- Conference: Big 12
- North
- Record: 18–12 (7–9 Big 12)
- Head coach: Mike Anderson;
- Assistant coaches: Melvin Watkins; Matt Zimmerman; T.J. Cleveland;
- Home arena: Mizzou Arena

= 2006–07 Missouri Tigers men's basketball team =

American college basketball season

The 2006–07 Missouri Tigers men's basketball team represented the University of Missouri in the 2006–07 NCAA Division I men's basketball season. The season marked the first year of Mike Anderson's tenure.

==Pre-season==

Missouri returned just two starters from the 2005-06 team, which finished 11th in the Big 12 and 12–16 overall. Guard Jimmy McKinney and center Kevin Young graduated, and leading scorer Thomas Gardner left school for the professional ranks. The coaching turmoil involving Quin Snyder had defined the previous season; the Tigers controversially fired the head coach in February in the middle of a losing streak. Athletic director Mike Alden chose Mike Anderson from the University of Alabama at Birmingham (UAB), hiring him on March 26, 2006.

Anderson promised to bring "The Fastest Forty Minutes of Basketball" to Columbia, a style of play modeled after Nolan Richardson's "40 Minutes of Hell." However, Anderson's moniker did not become popular until a few seasons had passed.

Anderson inherited seven players from Snyder's tenure. Junior Marshall Brown appeared to be a rising star after averaging almost double figures in scoring as a sophomore. Point guard Jason Horton, center Kalen Grimes and swingman Glen Dandridge—all of whom arrived in Columbia as a highly touted group of recruits—rounded out the junior class. Sophomore Leo Lyons returned as well, along with sophomore Matt Lawrence, who played sparingly as a freshman. The only senior on the squad was Marcus Watkins, son of assistant coach Melvin Watkins.

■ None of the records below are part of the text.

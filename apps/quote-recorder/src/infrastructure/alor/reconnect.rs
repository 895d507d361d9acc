//! Reconnection Backoff
//!
//! Exponential backoff with jitter between connection attempts:
//!
//! ```text
//! delay(n) = min(initial * multiplier^(n-1), max) ± jitter
//! ```
//!
//! The attempt counter resets once a connection reaches `Open`.

use std::time::Duration;

use rand::Rng;

use crate::infrastructure::config::WebSocketSettings;

/// Backoff parameters.
#[derive(Debug, Clone, PartialEq)]
pub struct ReconnectConfig {
    /// Delay before the first reconnection attempt.
    pub initial_delay: Duration,
    /// Upper bound on the delay.
    pub max_delay: Duration,
    /// Growth factor per attempt.
    pub multiplier: f64,
    /// Jitter as a fraction of the delay (0.1 = ±10%).
    pub jitter_factor: f64,
    /// Attempts allowed before giving up (0 = unlimited).
    pub max_attempts: u32,
}

impl Default for ReconnectConfig {
    fn default() -> Self {
        Self::from_settings(&WebSocketSettings::default())
    }
}

impl ReconnectConfig {
    /// Backoff described by the WebSocket settings, with ±10% jitter.
    #[must_use]
    pub const fn from_settings(settings: &WebSocketSettings) -> Self {
        Self {
            initial_delay: settings.reconnect_delay_initial,
            max_delay: settings.reconnect_delay_max,
            multiplier: settings.reconnect_delay_multiplier,
            jitter_factor: 0.1,
            max_attempts: settings.max_reconnect_attempts,
        }
    }

    /// Delay before attempt `attempt` (1-based), without jitter.
    #[must_use]
    pub fn base_delay(&self, attempt: u32) -> Duration {
        let exponent = i32::try_from(attempt.saturating_sub(1)).unwrap_or(i32::MAX);
        let factor = self.multiplier.max(1.0).powi(exponent);
        let scaled = self.initial_delay.as_secs_f64() * factor;

        if scaled.is_finite() && scaled < self.max_delay.as_secs_f64() {
            Duration::from_secs_f64(scaled)
        } else {
            self.max_delay
        }
    }
}

/// Attempt counter over a [`ReconnectConfig`].
#[derive(Debug)]
pub struct ReconnectPolicy {
    config: ReconnectConfig,
    attempts: u32,
}

impl ReconnectPolicy {
    /// Create a policy with no attempts made.
    #[must_use]
    pub const fn new(config: ReconnectConfig) -> Self {
        Self {
            config,
            attempts: 0,
        }
    }

    /// Count an attempt and return how long to wait before it.
    ///
    /// Returns `None` once `max_attempts` have been made.
    #[must_use]
    pub fn next_delay(&mut self) -> Option<Duration> {
        if !self.should_retry() {
            return None;
        }
        self.attempts += 1;
        Some(self.jittered(self.config.base_delay(self.attempts)))
    }

    /// Forget previous attempts after a successful connection.
    pub const fn reset(&mut self) {
        self.attempts = 0;
    }

    /// Attempts since the last reset.
    #[must_use]
    pub const fn attempt_count(&self) -> u32 {
        self.attempts
    }

    /// Whether another attempt is allowed.
    #[must_use]
    pub const fn should_retry(&self) -> bool {
        self.config.max_attempts == 0 || self.attempts < self.config.max_attempts
    }

    /// Configured attempt limit.
    #[must_use]
    pub const fn max_attempts(&self) -> u32 {
        self.config.max_attempts
    }

    fn jittered(&self, delay: Duration) -> Duration {
        if self.config.jitter_factor <= 0.0 || delay.is_zero() {
            return delay;
        }
        let spread = delay.as_secs_f64() * self.config.jitter_factor;
        let offset: f64 = rand::rng().random_range(-spread..=spread);
        Duration::from_secs_f64((delay.as_secs_f64() + offset).max(0.001))
    }
}

#[cfg(test)]
mod tests {
    use super::*;

    fn config(initial_ms: u64, max_ms: u64, multiplier: f64, max_attempts: u32) -> ReconnectConfig {
        ReconnectConfig {
            initial_delay: Duration::from_millis(initial_ms),
            max_delay: Duration::from_millis(max_ms),
            multiplier,
            jitter_factor: 0.0,
            max_attempts,
        }
    }

    #[test]
    fn defaults_follow_websocket_settings() {
        let config = ReconnectConfig::default();
        assert_eq!(config.initial_delay, Duration::from_millis(500));
        assert_eq!(config.max_delay, Duration::from_secs(30));
        assert!((config.multiplier - 2.0).abs() < f64::EPSILON);
        assert_eq!(config.max_attempts, 0);
    }

    #[test]
    fn delays_grow_exponentially() {
        let mut policy = ReconnectPolicy::new(config(100, 10_000, 2.0, 0));

        let delays: Vec<u128> = (0..4)
            .map(|_| policy.next_delay().unwrap().as_millis())
            .collect();

        assert_eq!(delays, vec![100, 200, 400, 800]);
    }

    #[test]
    fn delays_are_capped() {
        let mut policy = ReconnectPolicy::new(config(1_000, 2_000, 4.0, 0));

        assert_eq!(policy.next_delay(), Some(Duration::from_millis(1_000)));
        assert_eq!(policy.next_delay(), Some(Duration::from_millis(2_000)));
        assert_eq!(policy.next_delay(), Some(Duration::from_millis(2_000)));
    }

    #[test]
    fn huge_attempt_counts_stay_at_cap() {
        let config = config(500, 30_000, 2.0, 0);
        assert_eq!(config.base_delay(10_000), Duration::from_millis(30_000));
    }

    #[test]
    fn attempts_are_limited() {
        let mut policy = ReconnectPolicy::new(config(100, 1_000, 2.0, 3));

        for expected in 1..=3 {
            assert!(policy.next_delay().is_some());
            assert_eq!(policy.attempt_count(), expected);
        }

        assert!(policy.next_delay().is_none());
        assert!(!policy.should_retry());
    }

    #[test]
    fn reset_restarts_backoff() {
        let mut policy = ReconnectPolicy::new(config(100, 10_000, 2.0, 3));
        let _ = policy.next_delay();
        let _ = policy.next_delay();

        policy.reset();

        assert_eq!(policy.attempt_count(), 0);
        assert_eq!(policy.next_delay(), Some(Duration::from_millis(100)));
    }

    #[test]
    fn jitter_stays_within_bounds() {
        for _ in 0..100 {
            let mut policy = ReconnectPolicy::new(ReconnectConfig {
                jitter_factor: 0.1,
                ..config(1_000, 10_000, 2.0, 0)
            });

            let millis = policy.next_delay().unwrap().as_millis();

            assert!((900..=1_100).contains(&millis), "delay {millis}ms out of range");
        }
    }

    #[test]
    fn unlimited_attempts_never_stop() {
        let mut policy = ReconnectPolicy::new(ReconnectConfig::default());
        for _ in 0..1_000 {
            assert!(policy.next_delay().is_some());
        }
    }
}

Anderson's first recruiting class featured three junior college players in point guard Stefhon Hannah, forward Vaidatos Volkus and forward Darryl Butterfield. Hannah figured to star for Missouri right away; Anderson had plucked him away from Kansas State and Bob Huggins, who also heavily recruited him. Volkus was signed by Snyder's staff and retained by Anderson, and Butterfield was an obscure recruit from Mineral Area College. Anderson also brought in two freshmen: Keon Lawrence and J.T. Tiller. Lawrence was also a Snyder signee but stayed on because the school kept Watkins on staff. Tiller had committed to Anderson at UAB and followed him to MU.

With the program in turmoil and the loss of so many productive players from the previous team, the media picked Missouri to finish eighth in the Big 12.

==Non-Conference==

Missouri did not have much difficulty in Mike Anderson's first three games as head coach, defeating North Carolina A&T, Army and Stetson to capture the John Thompson Foundation Classic title. The Tigers, who did not play a road game until December, began 9–0, facing mostly inferior opponents. However, MU did actually defeat two eventual NCAA tournament squads during this stretch. On November 19, the Tigers overcome a modest five-point deficit in the second half to defeat Davidson, a team that wound up with a 13-seed in March. Freshman Stephen Curry, a future First-Team All-American and NBA Draft pick in 2009, played for the Wildcats and scored 16 points. A few weeks later on November 30, Missouri routed the University of Arkansas 86–64 in a nationally televised game. The Razorbacks—the program that employed Anderson for 17 seasons as an assistant and later hired him as head coach in 2011—turned the ball over 24 times, giving Anderson's frenetic style of play a signature win for the first time in Columbia. Due to one of the more significant snowfalls in mid-Missouri history, only 5,428 fans attended the game. The athletic department allowed the fans to fill the lower bowl, though, to compensate for a storm that forced MU to cancel classes the next day.

Missouri's undefeated start ended when it played its first true road game in West Lafayette, Indiana. A Carl Landry-led Purdue team broke away in the second half to win 79–62. Less than two weeks later, Missouri dropped its second game of the season, a 73–70 loss to rival Illinois in the Braggin' Rights series. The loss marked the seventh straight loss in the series for the Tigers. In a back-and-forth game, Illinois held on for the victory after junior guard Stefhon Hannah fumbled the ball on the final possession and failed to get off a potential game-tying three-pointer.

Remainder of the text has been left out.